Oxigen Services is an Indian fintech company. It is involved in the micropayment of services and remittances in real time.

In June 2016, the company reported that its transaction volume rate increased to 600 million transactions per year with a customer base of more than 150 million.

History
The company  started in 2004 by an alumnus of IIT Roorkee with seed capital of ₹4 crores.

In 2006, Oxigen Services received $11.5 million from Citi Venture Capital, USA and then $35 million from Microsoft in 2008.

The firm launched India’s first non-banked mobile wallet, approved by RBI in 2013 for instant money transfers to any bank. These money transfers are available real-time in association with National Payments Corporation of India using IMPS.

In 2014, the company was estimated at $150 million (₹921 crores).

In 2016, Oxigen became a part of the Bharat Bill Payment System to connect users with the central bill payments and settlement system of National Payments Corporation of India.

The firm set up ‘Super PoS - Micro ATM’ (point of sale) terminals to meet the requirements of merchants. This Super PoS works as Micro ATM - Cash-In and Cash-Out, biometric scanner for Aadhaar transactions, Jan Dhan account servicing, merchant payments and eKYC.

Services
 Money transfer
 Recharge
 Bill Payments
Kiosk Banking (SBI Customer Service Point - no frills account) (RBL Kiosk Banking & Money Transfer Agent)
 Aadhaar and eKYC
 Ticket Booking (Railways/Airlines/Bus/Movie)
 Super PoS/Micro ATM
 Virtual Visa
Mobile Wallet

Oxigen Wallet
Oxigen Wallet, powered by Oxigen Services Pvt.
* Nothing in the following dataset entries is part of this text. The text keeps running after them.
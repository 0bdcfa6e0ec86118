//! Savings estimation modules for the outcome calculators.
//!
//! This module provides the calculation logic for estimated savings,
//! organized around a single estimation engine that every scenario shares.

pub mod common;
pub mod engine;
pub mod input;

pub use engine::{
    EstimationBreakdown, EstimationEngine, EstimationRule, EstimationRuleError,
    PREVENTABLE_FRACTION_DEFAULT,
};
pub use input::{EstimationInput, RawValue};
Ltd. is India’s first non-bank wallet, approved by Reserve Bank of India allowing customers to send and receive money through popular social networking platforms.

As per a report published in April 2016 by VCCircle, the app claims to have 20 million users, and is accepted at around 9,000 merchant locations and 10,000 online sites.

The services include money transfer, mobile & DTHTV payments, utility bill payments, gift cards, travel, movie ticket booking and Virtual Visa. Oxigen is the first online wallet allowing consumers to load cash in their mobile wallet. It enables individuals to transfer money, even if they don't have a bank account.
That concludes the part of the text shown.